EXTRACTED INFORMATION >>

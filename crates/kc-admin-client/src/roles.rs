//! Group role-mapping resource methods.

use crate::client::segment;
use crate::dto::{ClientRepresentation, RoleRepresentation};
use crate::query::ClientQuery;
use crate::{ApiClient, ClientResult};

/// Which role container a mapping refers to.
#[derive(Debug, Clone, Copy, PartialEq, Eq)]
pub enum RoleScope<'a> {
    /// Realm-level roles.
    Realm,
    /// Roles of the client with this internal id.
    Client(&'a str),
}

/// Which view of a group's mappings to read.
#[derive(Debug, Clone, Copy, PartialEq, Eq, Hash)]
pub enum MappingKind {
    /// Roles granted directly to the group.
    Assigned,
    /// Roles that could still be granted.
    Available,
    /// Effective roles, including those inherited through composites.
    Composite,
}

impl MappingKind {
    /// All kinds, in refresh order.
    pub const ALL: [Self; 3] = [Self::Assigned, Self::Available, Self::Composite];
}

fn mapping_path(group_id: &str, scope: RoleScope<'_>) -> String {
    match scope {
        RoleScope::Realm => format!("/groups/{}/role-mappings/realm", segment(group_id)),
        RoleScope::Client(client) => format!(
            "/groups/{}/role-mappings/clients/{}",
            segment(group_id),
            segment(client)
        ),
    }
}

fn view_path(group_id: &str, scope: RoleScope<'_>, kind: MappingKind) -> String {
    let base = mapping_path(group_id, scope);
    match kind {
        MappingKind::Assigned => base,
        MappingKind::Available => format!("{base}/available"),
        MappingKind::Composite => format!("{base}/composite"),
    }
}

impl ApiClient {
    /// Reads one view of a group's role mappings.
    pub async fn role_mappings(
        &self,
        group_id: &str,
        scope: RoleScope<'_>,
        kind: MappingKind,
    ) -> ClientResult<Vec<RoleRepresentation>> {
        self.get(&view_path(group_id, scope, kind)).await
    }

    /// Grants a batch of roles to a group.
    pub async fn grant_roles(
        &self,
        group_id: &str,
        scope: RoleScope<'_>,
        roles: &[RoleRepresentation],
    ) -> ClientResult<()> {
        tracing::info!(group_id, ?scope, count = roles.len(), "granting roles");
        self.post_no_response(&mapping_path(group_id, scope), roles)
            .await
    }

    /// Revokes a batch of roles from a group.
    pub async fn revoke_roles(
        &self,
        group_id: &str,
        scope: RoleScope<'_>,
        roles: &[RoleRepresentation],
    ) -> ClientResult<()> {
        tracing::info!(group_id, ?scope, count = roles.len(), "revoking roles");
        self.delete_with_body(&mapping_path(group_id, scope), roles)
            .await
    }

    /// Lists clients, for picking the client whose roles are mapped.
    pub async fn list_clients(&self, query: &ClientQuery) -> ClientResult<Vec<ClientRepresentation>> {
        self.get_with_query("/clients", query).await
    }
}
//! User feedback: notifications and confirmations.

use std::io::Write;

use colored::Colorize;
use parking_lot::Mutex;

use crate::error::ConsoleError;

/// Receives success and error messages for the user.
pub trait Notifier: Send + Sync {
    /// Reports a completed operation.
    fn success(&self, message: &str);

    /// Reports a failed operation.
    fn error(&self, message: &str);
}

/// Asks the user to confirm a destructive operation.
pub trait Confirm: Send + Sync {
    /// Returns `true` if the user accepted.
    fn confirm(&self, title: &str, message: &str) -> bool;
}

/// Reports an error and hands it back for propagation.
pub(crate) fn reported(notifier: &dyn Notifier, err: ConsoleError) -> ConsoleError {
    tracing::debug!(error = %err, "operation failed");
    notifier.error(&err.to_string());
    err
}

/// Writes notifications to the terminal with coloured markers.
#[derive(Debug, Clone, Copy, Default)]
pub struct TerminalNotifier;

impl Notifier for TerminalNotifier {
    fn success(&self, message: &str) {
        println!("{} {}", "✓".green().bold(), message);
    }

    fn error(&self, message: &str) {
        eprintln!("{} {}", "✗".red().bold(), message);
    }
}

/// Severity of a recorded notification.
#[derive(Debug, Clone, Copy, PartialEq, Eq)]
pub enum NotificationLevel {
    /// Operation completed.
    Success,
    /// Operation failed.
    Error,
}

/// A notification captured by [`MemoryNotifier`].
#[derive(Debug, Clone, PartialEq, Eq)]
pub struct Notification {
    /// Severity.
    pub level: NotificationLevel,
    /// Message text.
    pub message: String,
}

/// Keeps notifications in memory, for embedding views that render
/// their own toasts.
#[derive(Debug, Default)]
pub struct MemoryNotifier {
    entries: Mutex<Vec<Notification>>,
}

impl MemoryNotifier {
    /// Creates an empty notifier.
    #[must_use]
    pub fn new() -> Self {
        Self::default()
    }

    /// Returns all notifications received so far.
    pub fn all(&self) -> Vec<Notification> {
        self.entries.lock().clone()
    }

    /// Returns the messages of error notifications.
    pub fn errors(&self) -> Vec<String> {
        self.messages(NotificationLevel::Error)
    }

    /// Returns the messages of success notifications.
    pub fn successes(&self) -> Vec<String> {
        self.messages(NotificationLevel::Success)
    }

    /// Drains all notifications.
    pub fn take(&self) -> Vec<Notification> {
        std::mem::take(&mut *self.entries.lock())
    }

    fn messages(&self, level: NotificationLevel) -> Vec<String> {
        self.entries
            .lock()
            .iter()
            .filter(|n| n.level == level)
            .map(|n| n.message.clone())
            .collect()
    }

    fn push(&self, level: NotificationLevel, message: &str) {
        self.entries.lock().push(Notification {
            level,
            message: message.to_string(),
        });
    }
}

impl Notifier for MemoryNotifier {
    fn success(&self, message: &str) {
        self.push(NotificationLevel::Success, message);
    }

    fn error(&self, message: &str) {
        self.push(NotificationLevel::Error, message);
    }
}

/// Prompts on the terminal with a `[y/N]` question.
#[derive(Debug, Clone, Copy, Default)]
pub struct PromptConfirm;

impl Confirm for PromptConfirm {
    fn confirm(&self, title: &str, message: &str) -> bool {
        match prompt(title, message) {
            Ok(answer) => answer,
            Err(e) => {
                tracing::warn!("confirmation prompt failed: {}", e);
                false
            }
        }
    }
}

fn prompt(title: &str, message: &str) -> std::io::Result<bool> {
    println!("{}", title.bold());
    print!("{message} [y/N]: ");
    std::io::stdout().flush()?;

    let mut input = String::new();
    std::io::stdin().read_line(&mut input)?;

    Ok(is_yes(&input))
}

fn is_yes(input: &str) -> bool {
    let input = input.trim();
    input.eq_ignore_ascii_case("y") || input.eq_ignore_ascii_case("yes")
}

YOUR OBJECTIVE >> The lines above, from the start of the records through the one containing "pub enum RoleScope<'a>", are to be printed exactly, and nothing else is to be included.

RESULT OF THIS TASK >>
filename crates/kc-admin-client/src/roles.rs
//! Group role-mapping resource methods.

use crate::client::segment;
use crate::dto::{ClientRepresentation, RoleRepresentation};
use crate::query::ClientQuery;
use crate::{ApiClient, ClientResult};

/// Which role container a mapping refers to.
#[derive(Debug, Clone, Copy, PartialEq, Eq)]
pub enum RoleScope<'a> {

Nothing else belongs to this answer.